▸ Exercise directions
Given the listing that follows, report all lines in which the string "field" occurs.

▸ Recorded data
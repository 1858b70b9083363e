//! Error types for investment ingestion and configuration
//!
//! The return engine itself never fails; only loading and validating
//! records from files can.

use thiserror::Error;

#[derive(Debug, Error)]
pub enum EngineError {
    #[error("I/O error: {0}")]
    Io(#[from] std::io::Error),

    #[error("CSV error: {0}")]
    Csv(#[from] csv::Error),

    #[error("JSON error: {0}")]
    Json(#[from] serde_json::Error),

    #[error("Invalid date '{value}' in field {field}")]
    InvalidDate { field: &'static str, value: String },

    #[error("Invalid investment '{name}': {reason}")]
    InvalidInvestment { name: String, reason: String },

    #[error("Invalid configuration: {0}")]
    InvalidConfig(String),
}

impl EngineError {
    pub(crate) fn invalid(name: &str, reason: impl Into<String>) -> Self {
        EngineError::InvalidInvestment {
            name: name.to_string(),
            reason: reason.into(),
        }
    }
}
#[cfg(test)]
mod tests {
    use super::*;
    use approx::{assert_abs_diff_eq, assert_relative_eq};

    fn date(y: i32, m: u32, d: u32) -> NaiveDate {
        NaiveDate::from_ymd_opt(y, m, d).unwrap()
    }

    fn as_of() -> NaiveDate {
        date(2025, 6, 1)
    }

    fn stock(purchased: NaiveDate, purchase_price: f64, current_price: f64) -> Investment {
        Investment::new("ACME", InvestmentType::Stock, 10.0, purchase_price, purchased)
            .with_current_price(current_price)
    }

    #[test]
    fn test_cagr_two_years() {
        let inv = stock(date(2023, 6, 1), 100.0, 121.0);
        let years = 731.0 / 365.25;
        assert_relative_eq!(calculate_cagr(&inv, as_of()), 1.21_f64.powf(1.0 / years) - 1.0, max_relative = 1e-12);
        assert_abs_diff_eq!(calculate_cagr(&inv, as_of()), 0.10, epsilon = 0.001);
    }

    #[test]
    fn test_cagr_same_day_uses_simple_return() {
        let doubled = stock(as_of(), 100.0, 200.0);
        assert_eq!(calculate_cagr(&doubled, as_of()), 0.5);

        let modest = stock(as_of(), 100.0, 110.0);
        assert_relative_eq!(calculate_cagr(&modest, as_of()), 0.1, max_relative = 1e-12);

        let crashed = stock(as_of(), 100.0, 10.0);
        assert_eq!(calculate_cagr(&crashed, as_of()), -0.5);
    }

    #[test]
    fn test_cagr_bounds() {
        // 30x in 40 days would compound to an absurd rate
        let rocket = stock(date(2025, 4, 22), 1.0, 30.0);
        assert_eq!(calculate_cagr(&rocket, as_of()), CAGR_CEILING);

        let wiped_out = stock(date(2024, 6, 1), 100.0, 0.0);
        assert_eq!(calculate_cagr(&wiped_out, as_of()), CAGR_FLOOR);

        for (purchased, current) in [(date(2010, 1, 1), 5000.0), (date(2025, 5, 1), 0.01), (date(2025, 5, 20), 900.0)] {
            let cagr = calculate_cagr(&stock(purchased, 100.0, current), as_of());
            assert!((CAGR_FLOOR..=CAGR_CEILING).contains(&cagr), "cagr {} out of bounds", cagr);
        }
    }

    #[test]
    fn test_cagr_unfunded() {
        let mut inv = stock(date(2020, 1, 1), 100.0, 150.0);
        inv.quantity = 0.0;
        assert_eq!(calculate_cagr(&inv, as_of()), 0.0);
    }

    #[test]
    fn test_zero_coupon_ytm() {
        let bond = Investment::new("Zero", InvestmentType::Bond, 1.0, 900.0, date(2024, 6, 1))
            .with_current_price(1000.0)
            .with_maturity_date(date(2026, 6, 1));

        let years = 365.0 / 365.25;
        let ytm = zero_coupon_ytm(&bond, as_of()).unwrap();
        assert_relative_eq!(ytm, (1000.0_f64 / 900.0).powf(1.0 / years) - 1.0, max_relative = 1e-12);

        // Matured bonds and coupon bonds have no zero-coupon yield
        assert_eq!(zero_coupon_ytm(&bond, date(2026, 7, 1)), None);
        let coupon = bond.clone().with_interest_rate(4.0);
        assert_eq!(zero_coupon_ytm(&coupon, as_of()), None);
    }

    #[test]
    fn test_zero_coupon_ytm_capped() {
        let bond = Investment::new("Deep discount", InvestmentType::Bond, 1.0, 200.0, date(2025, 1, 1))
            .with_current_price(1000.0)
            .with_maturity_date(date(2025, 12, 1));
        assert_eq!(zero_coupon_ytm(&bond, as_of()), Some(0.5));
    }

    #[test]
    fn test_roi_coupon_rate() {
        let bond = Investment::new("Treasury", InvestmentType::Bond, 1.0, 1000.0, date(2020, 1, 1))
            .with_current_price(1100.0)
            .with_interest_rate(4.5);
        assert_eq!(calculate_individual_roi(&bond, as_of()), Some(0.045));

        // The coupon wins on any type
        let cert = Investment::new("CD", InvestmentType::Certificate, 1.0, 1000.0, date(2024, 1, 1))
            .with_interest_rate(3.0);
        assert_eq!(calculate_individual_roi(&cert, as_of()), Some(0.03));
    }

    #[test]
    fn test_roi_cash_accounts() {
        let checking = Investment::new("Checking", InvestmentType::CheckingAccount, 1.0, 2500.0, date(2024, 1, 1));
        assert_eq!(calculate_individual_roi(&checking, as_of()), Some(CASH_BASELINE_RETURN));

        let grown = checking.clone().with_current_price(2600.0);
        assert_eq!(calculate_individual_roi(&grown, as_of()), Some(calculate_cagr(&grown, as_of())));

        let savings = Investment::new("Savings", InvestmentType::SavingsAccount, 1.0, 5000.0, date(2024, 1, 1))
            .with_interest_rate(2.0);
        assert_eq!(calculate_individual_roi(&savings, as_of()), Some(0.02));
    }

    #[test]
    fn test_roi_same_day() {
        let inv = stock(as_of(), 100.0, 300.0);
        assert_eq!(calculate_individual_roi(&inv, as_of()), Some(0.5));
    }

    #[test]
    fn test_roi_outlier_rejection() {
        // 1% in one day annualizes to ~3600%
        let spike = stock(date(2025, 5, 31), 100.0, 101.0);
        assert_eq!(calculate_individual_roi(&spike, as_of()), None);

        // Tripled in a year: 200% annualized is the limit for longer holdings
        let tripled = stock(date(2024, 6, 1), 100.0, 310.0);
        assert_eq!(calculate_individual_roi(&tripled, as_of()), None);

        let steady = stock(date(2022, 6, 1), 100.0, 133.1);
        let roi = calculate_individual_roi(&steady, as_of()).unwrap();
        assert_abs_diff_eq!(roi, 0.10, epsilon = 0.001);
    }

    #[test]
    fn test_roi_short_holding_allows_higher_return() {
        // 50 days, +30%: ~580% annualized is rejected, +25% (~410%) is kept
        let hot = stock(date(2025, 4, 12), 100.0, 130.0);
        assert_eq!(calculate_individual_roi(&hot, as_of()), None);

        let warm = stock(date(2025, 4, 12), 100.0, 125.0);
        let roi = calculate_individual_roi(&warm, as_of()).unwrap();
        assert!(roi > MAX_HOLDING_RETURN && roi < MAX_SHORT_HOLDING_RETURN);
    }

    #[test]
    fn test_estimated_yearly_gain_loss() {
        let inv = Investment::new("ACME", InvestmentType::Stock, 10.0, 100.0, date(2023, 6, 1))
            .with_current_price(121.0)
            .with_dividend_yield(2.0)
            .with_taxation(25.0);

        let cagr = calculate_cagr(&inv, as_of());
        let expected = (1000.0 * cagr + 1000.0 * 0.02) * 0.75;
        let estimate = calculate_estimated_yearly_gain_loss(&inv, as_of());
        assert_relative_eq!(estimate.amount, expected, max_relative = 1e-12);
        assert_relative_eq!(estimate.percentage, expected / 10.0, max_relative = 1e-12);
    }

    #[test]
    fn test_estimated_loss_untaxed() {
        let inv = stock(date(2023, 6, 1), 100.0, 81.0).with_taxation(40.0);
        let estimate = calculate_estimated_yearly_gain_loss(&inv, as_of());
        assert_relative_eq!(estimate.amount, 1000.0 * calculate_cagr(&inv, as_of()), max_relative = 1e-12);
        assert!(estimate.amount < 0.0);
    }

    #[test]
    fn test_estimated_zero_coupon_bond() {
        let bond = Investment::new("Zero", InvestmentType::Bond, 2.0, 900.0, date(2024, 6, 1))
            .with_current_price(1000.0)
            .with_maturity_date(date(2026, 6, 1))
            .with_taxation(10.0);

        let ytm = zero_coupon_ytm(&bond, as_of()).unwrap();
        let estimate = calculate_estimated_yearly_gain_loss(&bond, as_of());
        assert_relative_eq!(estimate.amount, 1800.0 * ytm * 0.9, max_relative = 1e-12);
        assert_relative_eq!(estimate.percentage, ytm * 90.0, max_relative = 1e-12);
    }

    #[test]
    fn test_expected_yield_by_type() {
        let bond = Investment::new("Treasury", InvestmentType::Bond, 1.0, 1000.0, date(2024, 1, 1))
            .with_interest_rate(4.0)
            .with_taxation(25.0);
        assert_relative_eq!(calculate_expected_yearly_yield(&bond, as_of()), 3.0, max_relative = 1e-12);

        let dividend = stock(date(2024, 1, 1), 100.0, 100.0)
            .with_dividend_yield(3.0)
            .with_taxation(50.0);
        assert_relative_eq!(calculate_expected_yearly_yield(&dividend, as_of()), 1.5, max_relative = 1e-12);

        let growth = stock(date(2023, 6, 1), 100.0, 121.0).with_taxation(50.0);
        let cagr = calculate_cagr(&growth, as_of());
        // Historical growth fallback is not taxed
        assert_relative_eq!(calculate_expected_yearly_yield(&growth, as_of()), cagr * 100.0, max_relative = 1e-12);

        let rocket = stock(date(2024, 6, 1), 100.0, 190.0);
        assert_eq!(calculate_expected_yearly_yield(&rocket, as_of()), YIELD_CAP_PCT);
    }

    #[test]
    fn test_expected_yield_default_is_untaxed() {
        // Flat 5% ignores taxation while every other branch applies it
        let gold = Investment::new("Gold", InvestmentType::Commodity, 1.0, 1800.0, date(2020, 1, 1))
            .with_current_price(2400.0)
            .with_taxation(26.0);
        assert_eq!(calculate_expected_yearly_yield(&gold, as_of()), DEFAULT_EXPECTED_YIELD_PCT);

        let plain_bond = Investment::new("Perpetual", InvestmentType::Bond, 1.0, 1000.0, date(2020, 1, 1))
            .with_taxation(26.0);
        assert_eq!(calculate_expected_yearly_yield(&plain_bond, as_of()), DEFAULT_EXPECTED_YIELD_PCT);
    }

    #[test]
    fn test_expected_yield_zero_coupon_bond() {
        let bond = Investment::new("Zero", InvestmentType::Bond, 1.0, 900.0, date(2024, 6, 1))
            .with_current_price(1000.0)
            .with_maturity_date(date(2026, 6, 1))
            .with_taxation(20.0);
        let ytm = zero_coupon_ytm(&bond, as_of()).unwrap();
        assert_relative_eq!(calculate_expected_yearly_yield(&bond, as_of()), ytm * 100.0 * 0.8, max_relative = 1e-12);
    }
}
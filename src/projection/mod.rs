//! Forward projections at an expected yearly rate

mod growth;
mod series;

pub use growth::{calculate_expected_future_value, calculate_projected_value_with_composition};
pub use series::{generate_projection_data, ProjectionPoint, ProjectionSeries};
//! Portfolio engine bound to a valuation date and horizon

use chrono::NaiveDate;

use super::individual::{calculate_individual_investment_returns, InvestmentReturns};
use super::statistics::{aggregate, get_investment_projections, InvestmentStatistics, PortfolioProjection};
use crate::config::EngineConfig;
use crate::investment::Investment;

/// Evaluates portfolios against one fixed valuation date
#[derive(Debug, Clone)]
pub struct PortfolioEngine {
    config: EngineConfig,
    as_of: NaiveDate,
}

impl PortfolioEngine {
    /// Create an engine; the valuation date is resolved once here
    pub fn new(config: EngineConfig) -> Self {
        let as_of = config.as_of();
        Self { config, as_of }
    }

    pub fn as_of(&self) -> NaiveDate {
        self.as_of
    }

    pub fn config(&self) -> &EngineConfig {
        &self.config
    }

    /// Per-investment results, in input order
    pub fn individual_returns(&self, investments: &[Investment]) -> Vec<InvestmentReturns> {
        investments
            .iter()
            .map(|investment| calculate_individual_investment_returns(investment, self.as_of))
            .collect()
    }

    /// Portfolio statistics over the configured horizon
    pub fn statistics(&self, investments: &[Investment]) -> InvestmentStatistics {
        super::calculate_investment_statistics_with_horizon(investments, self.as_of, self.config.projection_years)
    }

    /// Statistics together with the per-investment results they were built from
    pub fn evaluate(&self, investments: &[Investment]) -> (Vec<InvestmentReturns>, InvestmentStatistics) {
        if investments.is_empty() {
            return (Vec::new(), InvestmentStatistics::empty(self.config.projection_years));
        }
        let returns = self.individual_returns(investments);
        let stats = aggregate(investments, &returns, self.as_of, self.config.projection_years);
        (returns, stats)
    }

    /// Year-by-year projection over the configured number of points
    pub fn projections(&self, investments: &[Investment]) -> PortfolioProjection {
        get_investment_projections(investments, self.as_of, self.config.projection_points)
    }
}

impl Default for PortfolioEngine {
    fn default() -> Self {
        Self::new(EngineConfig::default())
    }
}

#[cfg(test)]
mod tests {
    use super::*;
    use crate::investment::InvestmentType;

    fn engine() -> PortfolioEngine {
        PortfolioEngine::new(EngineConfig {
            as_of: NaiveDate::from_ymd_opt(2025, 6, 1),
            projection_years: 5,
            projection_points: 3,
        })
    }

    fn investments() -> Vec<Investment> {
        vec![
            Investment::new("ACME", InvestmentType::Stock, 10.0, 100.0, NaiveDate::from_ymd_opt(2023, 6, 1).unwrap())
                .with_current_price(150.0),
            Investment::new("CD", InvestmentType::Certificate, 1.0, 2000.0, NaiveDate::from_ymd_opt(2024, 6, 1).unwrap())
                .with_interest_rate(3.5),
        ]
    }

    #[test]
    fn test_engine_uses_config() {
        let engine = engine();
        let stats = engine.statistics(&investments());
        assert_eq!(stats.projection_years, engine.config().projection_years);
        assert_eq!(stats.projection_years, 5);
        assert_eq!(engine.projections(&investments()).series.len(), 3);
        assert_eq!(engine.as_of(), NaiveDate::from_ymd_opt(2025, 6, 1).unwrap());
    }

    #[test]
    fn test_evaluate_matches_statistics() {
        let engine = engine();
        let (returns, stats) = engine.evaluate(&investments());
        assert_eq!(returns.len(), 2);
        assert_eq!(stats, engine.statistics(&investments()));
        assert_eq!(returns[0].gain_loss, 500.0);
    }

    #[test]
    fn test_evaluate_empty() {
        let (returns, stats) = engine().evaluate(&[]);
        assert!(returns.is_empty());
        assert_eq!(stats.total_value, 0.0);
        assert!(stats.type_breakdown.is_empty());
    }
}
//! Tax deduction on gains and income

/// Deduct `tax_rate` percent from a positive amount. Losses and zero pass
/// through unchanged.
pub fn apply_tax(amount: f64, tax_rate: f64) -> f64 {
    if amount > 0.0 {
        amount * (1.0 - tax_rate / 100.0)
    } else {
        amount
    }
}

▸ Answer
    #[error("Invalid date '{value}' in field {field}")]
    InvalidDate { field: &'static str, value: String },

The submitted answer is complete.